**EXERCISE DIRECTIONS**: The records below need retyping in full; give them again exactly.

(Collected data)

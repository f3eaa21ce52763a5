//! Import: bring files from outside into the library root

use super::{free_path, normalize_path, note_error, TRANSFER_ATTEMPTS};
use crate::error::TaskError;
use crate::kind::TaskKind;
use crate::status::ItemTally;
use crate::task::{Merge, Task, TaskContext, TaskOutcome};
use async_trait::async_trait;
use soul_core::{ImportAction, Library, SoulError};
use std::path::{Path, PathBuf};
use std::sync::Arc;
use tracing::{debug, info, warn};

pub struct ImportTask {
    sources: Vec<PathBuf>,
    library: Arc<dyn Library>,
    action: ImportAction,
}

impl ImportTask {
    /// Sources are made absolute so they compare reliably with queued
    /// imports and the library root
    pub fn new(library: Arc<dyn Library>, sources: Vec<PathBuf>, action: ImportAction) -> Self {
        let mut sources: Vec<PathBuf> = sources.iter().map(|s| normalize_path(s)).collect();
        sources.sort();
        sources.dedup();
        Self {
            sources,
            library,
            action,
        }
    }

    pub fn sources(&self) -> &[PathBuf] {
        &self.sources
    }

    pub fn action(&self) -> ImportAction {
        self.action
    }

    async fn import_one(&self, source: &Path) -> Result<Option<PathBuf>, TaskError> {
        if source.starts_with(normalize_path(self.library.root())) {
            return Ok(None);
        }
        if !self.library.file_exists(source).await {
            return Err(TaskError::FileNotFound(source.to_path_buf()));
        }
        let file_name = source
            .file_name()
            .ok_or_else(|| TaskError::FileNotFound(source.to_path_buf()))?;
        let wanted = self.library.root().join(file_name);

        let mut attempt = 1;
        loop {
            let destination = free_path(self.library.as_ref(), &wanted, None).await?;
            let transferred = match self.action {
                ImportAction::Copy => self.library.copy_file(source, &destination).await,
                ImportAction::Move => self.library.move_file(source, &destination).await,
            };
            match transferred {
                Ok(()) => return Ok(Some(destination)),
                Err(SoulError::AlreadyExists(_)) if attempt < TRANSFER_ATTEMPTS => {
                    debug!("{} taken concurrently, retrying", destination.display());
                    attempt += 1;
                }
                Err(e) => return Err(e.into()),
            }
        }
    }
}

#[async_trait]
impl Task for ImportTask {
    fn kind(&self) -> TaskKind {
        TaskKind::Import
    }

    fn items(&self) -> &[PathBuf] {
        &self.sources
    }

    fn try_merge(&self, other: &dyn Task) -> Merge {
        if other.kind() != TaskKind::Import {
            return Merge::Unchanged;
        }
        let covered = other.items();
        let uncovered: Vec<PathBuf> = self
            .sources
            .iter()
            .filter(|s| !covered.contains(*s))
            .cloned()
            .collect();

        if uncovered.is_empty() {
            Merge::Redundant
        } else if uncovered.len() == self.sources.len() {
            Merge::Unchanged
        } else {
            Merge::Replace(Box::new(Self {
                sources: uncovered,
                library: Arc::clone(&self.library),
                action: self.action,
            }))
        }
    }

    fn describe(&self) -> String {
        format!("{} import of {} files", self.action, self.sources.len())
    }

    async fn execute(&self, ctx: &TaskContext) -> TaskOutcome {
        let total = self.sources.len();
        let mut tally = ItemTally::default();
        let mut imported = Vec::new();
        let mut first_error = None;

        ctx.set_message(format!("Importing {total} files"));
        for source in &self.sources {
            match self.import_one(source).await {
                Ok(Some(destination)) => {
                    debug!(
                        "Imported {} -> {}",
                        source.display(),
                        destination.display()
                    );
                    tally.succeeded += 1;
                    imported.push(destination);
                }
                Ok(None) => {
                    debug!("Skipping {}: already in library", source.display());
                    tally.skipped += 1;
                }
                Err(e) => {
                    warn!("Failed to import {}: {}", source.display(), e);
                    note_error(&mut first_error, &e);
                    tally.failed += 1;
                }
            }
            ctx.report(tally, total);
        }

        info!(
            imported = tally.succeeded,
            skipped = tally.skipped,
            failed = tally.failed,
            "Import finished"
        );
        TaskOutcome::completed(tally, imported)
            .with_first_error(first_error)
            .with_message(format!(
                "Imported {} of {} files ({} skipped, {} failed)",
                tally.succeeded, total, tally.skipped, tally.failed
            ))
    }
}
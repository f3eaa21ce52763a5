/// Soul Librarian - import, identify and sort a music library
use clap::{Parser, Subcommand};
use soul_librarian::{report, Librarian, LibrarianConfig};
use std::path::PathBuf;
use tracing_subscriber::{layer::SubscriberExt, util::SubscriberInitExt};

const DEFAULT_LOG_FILTER: &str = "soul_librarian=info,soul_tasks=info,soul_library=info";

#[derive(Parser)]
#[command(name = "soul-librarian")]
#[command(about = "Imports, identifies and sorts a music library", long_about = None)]
struct Cli {
    /// Configuration file path
    #[arg(short, long, global = true)]
    config: Option<PathBuf>,

    /// Print task reports as JSON lines
    #[arg(long, global = true)]
    json: bool,

    #[command(subcommand)]
    command: Commands,
}

#[derive(Subcommand)]
enum Commands {
    /// Import files or folders into the library
    Import {
        /// Files or folders to import
        #[arg(required = true)]
        paths: Vec<PathBuf>,
    },
    /// Look up and complete the tags of every song in the library
    Identify,
    /// Move every song to its place in the folder layout
    Sort,
    /// Import audio files dropped into the configured folders until Ctrl-C
    Watch,
}

#[tokio::main]
async fn main() -> anyhow::Result<()> {
    // Initialize tracing
    tracing_subscriber::registry()
        .with(
            tracing_subscriber::EnvFilter::try_from_default_env()
                .unwrap_or_else(|_| DEFAULT_LOG_FILTER.into()),
        )
        .with(tracing_subscriber::fmt::layer().with_writer(std::io::stderr))
        .init();

    let cli = Cli::parse();

    // Load configuration
    let config = LibrarianConfig::load(cli.config.as_deref())?;
    config.validate()?;

    let librarian = Librarian::open(&config)?;

    let reports = match cli.command {
        Commands::Import { paths } => librarian.import(&paths).await,
        Commands::Identify => librarian.identify().await,
        Commands::Sort => librarian.sort().await,
        Commands::Watch => {
            let json = cli.json;
            let result = librarian
                .watch(
                    &config,
                    async {
                        if let Err(e) = tokio::signal::ctrl_c().await {
                            tracing::error!("Cannot listen for Ctrl-C: {}", e);
                        }
                    },
                    |report| {
                        if let Err(e) = report::print_report(report, json) {
                            tracing::error!("Cannot print report: {}", e);
                        }
                    },
                )
                .await;
            librarian.shutdown().await;
            result?;
            return Ok(());
        }
    };
    librarian.shutdown().await;

    let reports = reports?;
    report::print_reports(&reports, cli.json)?;

    let summary = report::RunSummary::of(&reports);
    if summary.failed_tasks > 0 {
        anyhow::bail!("{} of {} tasks failed", summary.failed_tasks, summary.tasks);
    }
    Ok(())
}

**ANSWER TO THE EXERCISE**:
repository f3eaa21ce52763a5
//! Import: bring files from outside into the library root

use super::{free_path, normalize_path, note_error, TRANSFER_ATTEMPTS};
use crate::error::TaskError;
use crate::kind::TaskKind;
use crate::status::ItemTally;
use crate::task::{Merge, Task, TaskContext, TaskOutcome};
use async_trait::async_trait;
use soul_core::{ImportAction, Library, SoulError};
use std::path::{Path, PathBuf};
use std::sync::Arc;
use tracing::{debug, info, warn};

pub struct ImportTask {
    sources: Vec<PathBuf>,
    library: Arc<dyn Library>,
    action: ImportAction,
}

impl ImportTask {
    /// Sources are made absolute so they compare reliably with queued
    /// imports and the library root
    pub fn new(library: Arc<dyn Library>, sources: Vec<PathBuf>, action: ImportAction) -> Self {
        let mut sources: Vec<PathBuf> = sources.iter().map(|s| normalize_path(s)).collect();
        sources.sort();
        sources.dedup();
        Self {
            sources,
            library,
            action,
        }
    }

    pub fn sources(&self) -> &[PathBuf] {
        &self.sources
    }

    pub fn action(&self) -> ImportAction {
        self.action
    }

    async fn import_one(&self, source: &Path) -> Result<Option<PathBuf>, TaskError> {
        if source.starts_with(normalize_path(self.library.root())) {
            return Ok(None);
        }
        if !self.library.file_exists(source).await {
            return Err(TaskError::FileNotFound(source.to_path_buf()));
        }
        let file_name = source
            .file_name()
            .ok_or_else(|| TaskError::FileNotFound(source.to_path_buf()))?;
        let wanted = self.library.root().join(file_name);

        let mut attempt = 1;
        loop {
            let destination = free_path(self.library.as_ref(), &wanted, None).await?;
            let transferred = match self.action {
                ImportAction::Copy => self.library.copy_file(source, &destination).await,
                ImportAction::Move => self.library.move_file(source, &destination).await,
            };
            match transferred {
                Ok(()) => return Ok(Some(destination)),
                Err(SoulError::AlreadyExists(_)) if attempt < TRANSFER_ATTEMPTS => {
                    debug!("{} taken concurrently, retrying", destination.display());
                    attempt += 1;
                }
                Err(e) => return Err(e.into()),
            }
        }
    }
}

#[async_trait]
impl Task for ImportTask {
    fn kind(&self) -> TaskKind {
        TaskKind::Import
    }

    fn items(&self) -> &[PathBuf] {
        &self.sources
    }

    fn try_merge(&self, other: &dyn Task) -> Merge {
        if other.kind() != TaskKind::Import {
            return Merge::Unchanged;
        }
        let covered = other.items();
        let uncovered: Vec<PathBuf> = self
            .sources
            .iter()
            .filter(|s| !covered.contains(*s))
            .cloned()
            .collect();

        if uncovered.is_empty() {
            Merge::Redundant
        } else if uncovered.len() == self.sources.len() {
            Merge::Unchanged
        } else {
            Merge::Replace(Box::new(Self {
                sources: uncovered,
                library: Arc::clone(&self.library),
                action: self.action,
            }))
        }
    }

    fn describe(&self) -> String {
        format!("{} import of {} files", self.action, self.sources.len())
    }

    async fn execute(&self, ctx: &TaskContext) -> TaskOutcome {
        let total = self.sources.len();
        let mut tally = ItemTally::default();
        let mut imported = Vec::new();
        let mut first_error = None;

        ctx.set_message(format!("Importing {total} files"));
        for source in &self.sources {
            match self.import_one(source).await {
                Ok(Some(destination)) => {
                    debug!(
                        "Imported {} -> {}",
                        source.display(),
                        destination.display()
                    );
                    tally.succeeded += 1;
                    imported.push(destination);
                }
                Ok(None) => {
                    debug!("Skipping {}: already in library", source.display());
                    tally.skipped += 1;
                }
                Err(e) => {
                    warn!("Failed to import {}: {}", source.display(), e);
                    note_error(&mut first_error, &e);
                    tally.failed += 1;
                }
            }
            ctx.report(tally, total);
        }

        info!(
            imported = tally.succeeded,
            skipped = tally.skipped,
            failed = tally.failed,
            "Import finished"
        );
        TaskOutcome::completed(tally, imported)
            .with_first_error(first_error)
            .with_message(format!(
                "Imported {} of {} files ({} skipped, {} failed)",
                tally.succeeded, total, tally.skipped, tally.failed
            ))
    }
}
repository f3eaa21ce52763a5
/// Soul Librarian - import, identify and sort a music library
use clap::{Parser, Subcommand};
use soul_librarian::{report, Librarian, LibrarianConfig};
use std::path::PathBuf;
use tracing_subscriber::{layer::SubscriberExt, util::SubscriberInitExt};

const DEFAULT_LOG_FILTER: &str = "soul_librarian=info,soul_tasks=info,soul_library=info";

#[derive(Parser)]
#[command(name = "soul-librarian")]
#[command(about = "Imports, identifies and sorts a music library", long_about = None)]
struct Cli {
    /// Configuration file path
    #[arg(short, long, global = true)]
    config: Option<PathBuf>,

    /// Print task reports as JSON lines
    #[arg(long, global = true)]
    json: bool,

    #[command(subcommand)]
    command: Commands,
}

#[derive(Subcommand)]
enum Commands {
    /// Import files or folders into the library
    Import {
        /// Files or folders to import
        #[arg(required = true)]
        paths: Vec<PathBuf>,
    },
    /// Look up and complete the tags of every song in the library
    Identify,
    /// Move every song to its place in the folder layout
    Sort,
    /// Import audio files dropped into the configured folders until Ctrl-C
    Watch,
}

#[tokio::main]
async fn main() -> anyhow::Result<()> {
    // Initialize tracing
    tracing_subscriber::registry()
        .with(
            tracing_subscriber::EnvFilter::try_from_default_env()
                .unwrap_or_else(|_| DEFAULT_LOG_FILTER.into()),
        )
        .with(tracing_subscriber::fmt::layer().with_writer(std::io::stderr))
        .init();

    let cli = Cli::parse();

    // Load configuration
    let config = LibrarianConfig::load(cli.config.as_deref())?;
    config.validate()?;

    let librarian = Librarian::open(&config)?;

    let reports = match cli.command {
        Commands::Import { paths } => librarian.import(&paths).await,
        Commands::Identify => librarian.identify().await,
        Commands::Sort => librarian.sort().await,
        Commands::Watch => {
            let json = cli.json;
            let result = librarian
                .watch(
                    &config,
                    async {
                        if let Err(e) = tokio::signal::ctrl_c().await {
                            tracing::error!("Cannot listen for Ctrl-C: {}", e);
                        }
                    },
                    |report| {
                        if let Err(e) = report::print_report(report, json) {
                            tracing::error!("Cannot print report: {}", e);
                        }
                    },
                )
                .await;
            librarian.shutdown().await;
            result?;
            return Ok(());
        }
    };
    librarian.shutdown().await;

    let reports = reports?;
    report::print_reports(&reports, cli.json)?;

    let summary = report::RunSummary::of(&reports);
    if summary.failed_tasks > 0 {
        anyhow::bail!("{} of {} tasks failed", summary.failed_tasks, summary.tasks);
    }
    Ok(())
}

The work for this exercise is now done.